U.S. Rep. Lois Frankel announced on Monday in Palm Beach County that she is leading an effort to honor the last living member of the Nuremberg Trials’ prosecutorial team with the Congressional Gold Medal.
Frankel said she has the support of a bipartisan group of lawmakers including U.S. Reps. Frederica Wilson, Maria Elvira Salazar, Mario Diaz-Balart and Ted Deutch to award Benjamin Ferencz the medal.
Ferencz, who lives in a retirement community in Delray Beach, said he devoted most of his life to advancing the idea that international law can prevent wars.
“You can’t go around killing everybody because you don’t agree with them … treat other human beings as human beings, not like animals,” Ferencz said.
Ferencz was born on March 11, 1920 in Soncuta-Mare in Romania, and he was a baby when his family emigrated to New York.
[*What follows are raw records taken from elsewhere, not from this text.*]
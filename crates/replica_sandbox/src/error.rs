//! Error types for environment provisioning.

use thiserror::Error;

/// Result type alias for sandbox operations.
pub type SandboxResult<T> = Result<T, SandboxError>;

/// Errors that can occur while creating or driving an environment.
#[derive(Error, Debug)]
pub enum SandboxError {
    #[error("Docker not available: {0}")]
    DockerNotAvailable(String),

    #[error("Provider error: {0}")]
    Provider(String),

    #[error("Unknown sandbox handle: {0}")]
    UnknownHandle(String),

    #[error("No environment for session {0}")]
    NoEnvironment(String),

    #[error("Command `{command}` exited with {exit_code}: {output}")]
    CommandFailed {
        command: String,
        exit_code: i64,
        output: String,
    },

    #[error("{0} timed out after {1} seconds")]
    Timeout(String, u64),

    #[error("Runtime not healthy after {0} probes")]
    Unhealthy(u32),

    #[error("Invalid path: {0}")]
    InvalidPath(String),

    #[error("Template error: {0}")]
    Template(String),

    #[error("Docker API error: {0}")]
    DockerApi(#[from] bollard::errors::Error),

    #[error("IO error: {0}")]
    Io(#[from] std::io::Error),

    #[error("Walk error: {0}")]
    Walk(#[from] walkdir::Error),
}
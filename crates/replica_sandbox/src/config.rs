//! Environment configuration.

use std::path::PathBuf;
use std::time::Duration;

use serde::{Deserialize, Serialize};

/// How preview environments are created, installed and started.
#[derive(Debug, Clone, Serialize, Deserialize)]
#[serde(default)]
pub struct EnvironmentConfig {
    /// Base image for new environments
    pub image: String,
    /// Port the application runtime listens on
    pub app_port: u16,
    /// Command run in the project directory after upload
    pub install_command: String,
    /// Timeout for the install command, in seconds
    pub install_timeout_secs: u64,
    /// Command that starts the runtime; must detach
    pub start_command: String,
    /// Timeout for launching the start command, in seconds
    pub start_timeout_secs: u64,
    /// File inside the environment receiving runtime output
    pub runtime_log: String,
    /// Health probes before giving up
    pub health_attempts: u32,
    /// Pause between health probes, in seconds
    pub health_interval_secs: u64,
    /// Environments older than this are treated as stale
    pub max_age_secs: u64,
    /// Replaces the built-in scaffold when set
    pub template_dir: Option<PathBuf>,
}

impl Default for EnvironmentConfig {
    fn default() -> Self {
        Self {
            image: "node:20-slim".to_string(),
            app_port: 3000,
            install_command: "npm install --prefer-offline --no-audit --no-fund".to_string(),
            install_timeout_secs: 180,
            start_command: "nohup npx next dev -p {port} > {log} 2>&1 &".to_string(),
            start_timeout_secs: 10,
            runtime_log: "/tmp/replica-runtime.log".to_string(),
            health_attempts: 25,
            health_interval_secs: 4,
            max_age_secs: 600,
            template_dir: None,
        }
    }
}

impl EnvironmentConfig {
    pub fn image(mut self, image: impl Into<String>) -> Self {
        self.image = image.into();
        self
    }

    pub fn app_port(mut self, port: u16) -> Self {
        self.app_port = port;
        self
    }

    pub fn install_command(mut self, command: impl Into<String>) -> Self {
        self.install_command = command.into();
        self
    }

    pub fn start_command(mut self, command: impl Into<String>) -> Self {
        self.start_command = command.into();
        self
    }

    /// Set probe count and interval.
    pub fn health(mut self, attempts: u32, interval_secs: u64) -> Self {
        self.health_attempts = attempts;
        self.health_interval_secs = interval_secs;
        self
    }

    pub fn max_age_secs(mut self, secs: u64) -> Self {
        self.max_age_secs = secs;
        self
    }

    pub fn template_dir(mut self, dir: impl Into<PathBuf>) -> Self {
        self.template_dir = Some(dir.into());
        self
    }

    pub fn install_timeout(&self) -> Duration {
        Duration::from_secs(self.install_timeout_secs)
    }

    pub fn start_timeout(&self) -> Duration {
        Duration::from_secs(self.start_timeout_secs)
    }

    pub fn health_interval(&self) -> Duration {
        Duration::from_secs(self.health_interval_secs)
    }

    pub fn max_age(&self) -> Duration {
        Duration::from_secs(self.max_age_secs)
    }

    /// Start command with `{port}` and `{log}` substituted.
    pub fn rendered_start_command(&self) -> String {
        self.start_command
            .replace("{port}", &self.app_port.to_string())
            .replace("{log}", &self.runtime_log)
    }

    /// In-environment probe printing the HTTP status of the runtime root.
    pub fn health_probe_command(&self) -> String {
        format!(
            "node -e \"require('http').get('http://localhost:{}',r=>{{process.stdout.write(String(r.statusCode));process.exit(0)}}).on('error',()=>{{process.stdout.write('fail');process.exit(1)}})\"",
            self.app_port
        )
    }
}
//! Prompt and generation types shared by every service implementation.

use serde::{Deserialize, Serialize};

/// Message role in a prompt
#[derive(Debug, Clone, Copy, Serialize, Deserialize, PartialEq, Eq)]
#[serde(rename_all = "lowercase")]
pub enum PromptRole {
    System,
    User,
    Assistant,
}

/// One piece of message content
#[derive(Debug, Clone, Serialize, Deserialize, PartialEq)]
#[serde(tag = "type", rename_all = "snake_case")]
pub enum ContentPart {
    /// Plain text
    Text { text: String },
    /// Base64-encoded image attachment
    Image { media_type: String, data: String },
}

impl ContentPart {
    pub fn text(text: impl Into<String>) -> Self {
        Self::Text { text: text.into() }
    }

    /// PNG attachment from base64 data.
    pub fn png(data: impl Into<String>) -> Self {
        Self::Image {
            media_type: "image/png".to_string(),
            data: data.into(),
        }
    }

    pub fn as_text(&self) -> Option<&str> {
        match self {
            Self::Text { text } => Some(text),
            Self::Image { .. } => None,
        }
    }
}

/// A single prompt message
#[derive(Debug, Clone, Serialize, Deserialize, PartialEq)]
pub struct PromptMessage {
    pub role: PromptRole,
    pub parts: Vec<ContentPart>,
}

impl PromptMessage {
    pub fn system(text: impl Into<String>) -> Self {
        Self {
            role: PromptRole::System,
            parts: vec![ContentPart::text(text)],
        }
    }

    pub fn user(text: impl Into<String>) -> Self {
        Self {
            role: PromptRole::User,
            parts: vec![ContentPart::text(text)],
        }
    }

    pub fn assistant(text: impl Into<String>) -> Self {
        Self {
            role: PromptRole::Assistant,
            parts: vec![ContentPart::text(text)],
        }
    }

    /// Append an extra content part.
    pub fn with_part(mut self, part: ContentPart) -> Self {
        self.parts.push(part);
        self
    }

    /// All text parts joined by newlines.
    pub fn text(&self) -> String {
        self.parts
            .iter()
            .filter_map(ContentPart::as_text)
            .collect::<Vec<_>>()
            .join("\n")
    }

    /// Number of image attachments.
    pub fn image_count(&self) -> usize {
        self.parts
            .iter()
            .filter(|p| matches!(p, ContentPart::Image { .. }))
            .count()
    }
}

/// A generation request.
///
/// `label` identifies the caller ("planner", "worker-2", "compose", ...) in
/// logs and usage records; providers ignore it.
#[derive(Debug, Clone, Serialize, Deserialize)]
pub struct GenerationRequest {
    pub label: String,
    pub messages: Vec<PromptMessage>,
    pub max_tokens: u32,
    pub temperature: f32,
}

impl GenerationRequest {
    pub fn new(label: impl Into<String>) -> Self {
        Self {
            label: label.into(),
            messages: Vec::new(),
            max_tokens: 16_000,
            temperature: 0.0,
        }
    }

    pub fn message(mut self, message: PromptMessage) -> Self {
        self.messages.push(message);
        self
    }

    pub fn max_tokens(mut self, max_tokens: u32) -> Self {
        self.max_tokens = max_tokens;
        self
    }

    pub fn temperature(mut self, temperature: f32) -> Self {
        self.temperature = temperature;
        self
    }

    /// The system prompt, if any.
    pub fn system_prompt(&self) -> Option<String> {
        self.messages
            .iter()
            .find(|m| m.role == PromptRole::System)
            .map(PromptMessage::text)
    }
}

/// Generated text plus usage info
#[derive(Debug, Clone, Serialize, Deserialize, PartialEq)]
pub struct Generation {
    pub content: String,
    /// The provider stopped because it hit the output limit.
    pub truncated: bool,
    pub input_tokens: u64,
    pub output_tokens: u64,
    pub model: String,
}

impl Generation {
    pub fn complete(content: impl Into<String>, model: impl Into<String>) -> Self {
        Self {
            content: content.into(),
            truncated: false,
            input_tokens: 0,
            output_tokens: 0,
            model: model.into(),
        }
    }
}

#[cfg(test)]
mod tests {
    use super::*;

    #[test]
    fn test_message_text_skips_images() {
        let message = PromptMessage::user("first")
            .with_part(ContentPart::png("AAAA"))
            .with_part(ContentPart::text("second"));

        assert_eq!(message.text(), "first\nsecond");
        assert_eq!(message.image_count(), 1);
    }

    #[test]
    fn test_request_builder() {
        let request = GenerationRequest::new("worker-1")
            .message(PromptMessage::system("be precise"))
            .message(PromptMessage::user("go"))
            .max_tokens(2048);

        assert_eq!(request.max_tokens, 2048);
        assert_eq!(request.system_prompt().as_deref(), Some("be precise"));
    }

    #[test]
    fn test_content_part_serialization() {
        let json = serde_json::to_value(ContentPart::png("abc")).unwrap();
        assert_eq!(json["type"], "image");
        assert_eq!(json["media_type"], "image/png");
    }
}
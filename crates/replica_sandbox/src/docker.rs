//! Docker implementation of SandboxProvider.
//!
//! Each environment is a long-lived container idling on `sleep infinity`;
//! everything else happens through exec sessions.

use std::collections::HashMap;
use std::time::Duration;

use async_trait::async_trait;
use bollard::container::{
    Config, CreateContainerOptions, ListContainersOptions, LogOutput, RemoveContainerOptions,
    StartContainerOptions,
};
use bollard::exec::{CreateExecOptions, StartExecResults};
use bollard::image::CreateImageOptions;
use bollard::service::{HostConfig, PortBinding};
use bollard::Docker;
use futures_util::StreamExt;
use parking_lot::RwLock;
use tokio::io::AsyncWriteExt;
use tokio::time::timeout;
use tracing::{debug, info, warn};
use uuid::Uuid;

use crate::error::{SandboxError, SandboxResult};
use crate::provider::{ExecOutput, SandboxProvider};

/// Label set on every container this provider creates.
pub const MANAGED_LABEL: &str = "dev.replica.managed";

/// Docker-based sandbox provider.
pub struct DockerProvider {
    client: Docker,
    /// Host interface published ports bind to
    host_ip: String,
    /// Resolved project directory per handle
    project_dirs: RwLock<HashMap<String, String>>,
}

impl DockerProvider {
    /// Connect to the local Docker daemon.
    pub async fn new() -> SandboxResult<Self> {
        let client = Docker::connect_with_local_defaults()
            .map_err(|e| SandboxError::DockerNotAvailable(e.to_string()))?;

        // Verify connection
        client
            .ping()
            .await
            .map_err(|e| SandboxError::DockerNotAvailable(e.to_string()))?;

        Ok(Self::from_client(client))
    }

    /// Create with custom Docker host.
    pub async fn with_host(host: &str) -> SandboxResult<Self> {
        let client = Docker::connect_with_http(host, 120, bollard::API_DEFAULT_VERSION)?;
        client.ping().await?;
        Ok(Self::from_client(client))
    }

    fn from_client(client: Docker) -> Self {
        Self {
            client,
            host_ip: "127.0.0.1".to_string(),
            project_dirs: RwLock::new(HashMap::new()),
        }
    }

    /// Bind published ports to a different host interface.
    pub fn host_ip(mut self, ip: impl Into<String>) -> Self {
        self.host_ip = ip.into();
        self
    }

    /// Every container carrying [`MANAGED_LABEL`], running or not.
    pub async fn managed_handles(&self) -> SandboxResult<Vec<String>> {
        let mut filters = HashMap::new();
        filters.insert("label".to_string(), vec![format!("{}=true", MANAGED_LABEL)]);
        let containers = self
            .client
            .list_containers(Some(ListContainersOptions::<String> {
                all: true,
                filters,
                ..Default::default()
            }))
            .await?;

        Ok(containers
            .into_iter()
            .filter_map(|c| {
                c.names
                    .and_then(|names| names.into_iter().next())
                    .map(|name| name.trim_start_matches('/').to_string())
                    .or(c.id)
            })
            .collect())
    }

    fn container_name() -> String {
        format!("replica-{}", &Uuid::new_v4().simple().to_string()[..12])
    }

    async fn ensure_image(&self, image: &str) -> SandboxResult<()> {
        match self.client.inspect_image(image).await {
            Ok(_) => return Ok(()),
            Err(bollard::errors::Error::DockerResponseServerError {
                status_code: 404, ..
            }) => {}
            Err(e) => return Err(e.into()),
        }

        info!("Pulling image {}", image);
        let (name, tag) = match image.rsplit_once(':') {
            Some((name, tag)) if !tag.contains('/') => (name, tag),
            _ => (image, "latest"),
        };
        let options = CreateImageOptions {
            from_image: name,
            tag,
            ..Default::default()
        };

        let mut stream = self.client.create_image(Some(options), None, None);
        while let Some(result) = stream.next().await {
            match result {
                Ok(info) => {
                    if let Some(status) = info.status {
                        debug!("Pull status: {}", status);
                    }
                }
                Err(e) => return Err(SandboxError::Provider(format!("pull {}: {}", image, e))),
            }
        }
        Ok(())
    }

    /// Run `cmd` in an exec session, feeding `stdin` when given.
    async fn run_exec(
        &self,
        handle: &str,
        cmd: Vec<String>,
        stdin: Option<&[u8]>,
    ) -> SandboxResult<ExecOutput> {
        let exec = self
            .client
            .create_exec(
                handle,
                CreateExecOptions {
                    cmd: Some(cmd),
                    attach_stdout: Some(true),
                    attach_stderr: Some(true),
                    attach_stdin: Some(stdin.is_some()),
                    ..Default::default()
                },
            )
            .await
            .map_err(|e| map_missing(handle, e))?;

        let mut output = String::new();
        match self.client.start_exec(&exec.id, None).await? {
            StartExecResults::Attached {
                output: mut stream,
                mut input,
            } => {
                if let Some(bytes) = stdin {
                    input.write_all(bytes).await?;
                    input.shutdown().await?;
                }
                while let Some(chunk) = stream.next().await {
                    match chunk? {
                        LogOutput::StdOut { message } | LogOutput::StdErr { message } => {
                            output.push_str(&String::from_utf8_lossy(&message));
                        }
                        _ => {}
                    }
                }
            }
            StartExecResults::Detached => {}
        }

        let inspect = self.client.inspect_exec(&exec.id).await?;
        Ok(ExecOutput::new(inspect.exit_code.unwrap_or(-1), output))
    }
}

fn map_missing(handle: &str, error: bollard::errors::Error) -> SandboxError {
    match error {
        bollard::errors::Error::DockerResponseServerError {
            status_code: 404, ..
        } => SandboxError::UnknownHandle(handle.to_string()),
        other => other.into(),
    }
}

#[async_trait]
impl SandboxProvider for DockerProvider {
    fn name(&self) -> &str {
        "docker"
    }

    async fn create(&self, image: &str, port: u16) -> SandboxResult<String> {
        self.ensure_image(image).await?;

        let name = Self::container_name();
        let port_key = format!("{}/tcp", port);

        let mut port_bindings = HashMap::new();
        port_bindings.insert(
            port_key.clone(),
            Some(vec![PortBinding {
                host_ip: Some(self.host_ip.clone()),
                // Empty host port lets the daemon pick a free one
                host_port: Some(String::new()),
            }]),
        );

        let mut exposed_ports = HashMap::new();
        exposed_ports.insert(port_key, HashMap::new());

        let mut labels = HashMap::new();
        labels.insert(MANAGED_LABEL.to_string(), "true".to_string());

        let config = Config {
            image: Some(image.to_string()),
            cmd: Some(vec!["sleep".to_string(), "infinity".to_string()]),
            exposed_ports: Some(exposed_ports),
            labels: Some(labels),
            host_config: Some(HostConfig {
                port_bindings: Some(port_bindings),
                ..Default::default()
            }),
            ..Default::default()
        };

        let container = self
            .client
            .create_container(
                Some(CreateContainerOptions {
                    name: name.as_str(),
                    platform: None,
                }),
                config,
            )
            .await?;

        if let Err(e) = self
            .client
            .start_container(&container.id, None::<StartContainerOptions<String>>)
            .await
        {
            let _ = self.delete(&container.id).await;
            return Err(e.into());
        }

        info!(container = %name, image, "Created sandbox container");
        Ok(container.id)
    }

    async fn upload(&self, handle: &str, path: &str, bytes: &[u8]) -> SandboxResult<()> {
        if !path.starts_with('/') {
            return Err(SandboxError::InvalidPath(path.to_string()));
        }
        let cmd = vec![
            "sh".to_string(),
            "-c".to_string(),
            r#"mkdir -p "$(dirname "$1")" && cat > "$1""#.to_string(),
            "sh".to_string(),
            path.to_string(),
        ];
        let result = self.run_exec(handle, cmd, Some(bytes)).await?;
        if !result.success() {
            return Err(SandboxError::CommandFailed {
                command: format!("upload {}", path),
                exit_code: result.exit_code,
                output: result.output,
            });
        }
        Ok(())
    }

    async fn exec(&self, handle: &str, command: &str, limit: Duration) -> SandboxResult<ExecOutput> {
        debug!(handle, command, "exec");
        let cmd = vec!["sh".to_string(), "-c".to_string(), command.to_string()];
        match timeout(limit, self.run_exec(handle, cmd, None)).await {
            Ok(result) => result,
            Err(_) => Err(SandboxError::Timeout(command.to_string(), limit.as_secs())),
        }
    }

    async fn routable_address(&self, handle: &str, port: u16) -> SandboxResult<String> {
        let inspect = self
            .client
            .inspect_container(handle, None)
            .await
            .map_err(|e| map_missing(handle, e))?;

        let key = format!("{}/tcp", port);
        let host_port = inspect
            .network_settings
            .and_then(|settings| settings.ports)
            .and_then(|ports| ports.get(&key).cloned().flatten())
            .and_then(|bindings| bindings.into_iter().find_map(|b| b.host_port))
            .filter(|p| !p.is_empty())
            .ok_or_else(|| SandboxError::Provider(format!("port {} not published", port)))?;

        Ok(format!("http://{}:{}", self.host_ip, host_port))
    }

    async fn project_dir(&self, handle: &str) -> SandboxResult<String> {
        if let Some(dir) = self.project_dirs.read().get(handle) {
            return Ok(dir.clone());
        }
        let home = self
            .exec(handle, r#"printf %s "$HOME""#, Duration::from_secs(10))
            .await?;
        let home = home.output.trim();
        let home = if home.is_empty() { "/root" } else { home };
        let dir = format!("{}/project", home.trim_end_matches('/'));
        self.project_dirs
            .write()
            .insert(handle.to_string(), dir.clone());
        Ok(dir)
    }

    async fn delete(&self, handle: &str) -> SandboxResult<()> {
        self.project_dirs.write().remove(handle);
        match self
            .client
            .remove_container(
                handle,
                Some(RemoveContainerOptions {
                    force: true,
                    ..Default::default()
                }),
            )
            .await
        {
            Ok(()) => Ok(()),
            Err(bollard::errors::Error::DockerResponseServerError {
                status_code: 404, ..
            }) => {
                warn!(handle, "Container already gone");
                Ok(())
            }
            Err(e) => Err(e.into()),
        }
    }
}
He graduated from Harvard’s law school in 1943. During World War II, he landed in Normandy and survived the Battle of the Bulge.
Soon after, he was assigned to the U.S. Army’s war crimes branch and he helped to collect evidence at Buchenwald, Dachau, and Mauthausen. Ferencz was a sergeant when the U.S. Army honorably discharged him and he returned to New York.
“Indelibly seared into my memory are the scenes I witnessed while liberating these centers of death and destruction,” Ferencz wrote in his 1988 book “Planethood: The Key To Your Future.”
U.S. Army Gen. Telford Taylor recruited Ferencz to join a research team to review evidence in Berlin. Ferencz came across reports on the Einsatzgruppen, the mobile killing units of ideological fighters who followed the German Army to commit mass murder.
As the Nuremberg Trials were ongoing, Ferencz told Taylor he had enough evidence for a new trial. Prosecutors were so busy that Taylor appointed him to lead the case. He would go on to make history as the U.S. chief prosecutor in the Einsatzgruppen case, the 9th of the 12 Nuremberg Trials.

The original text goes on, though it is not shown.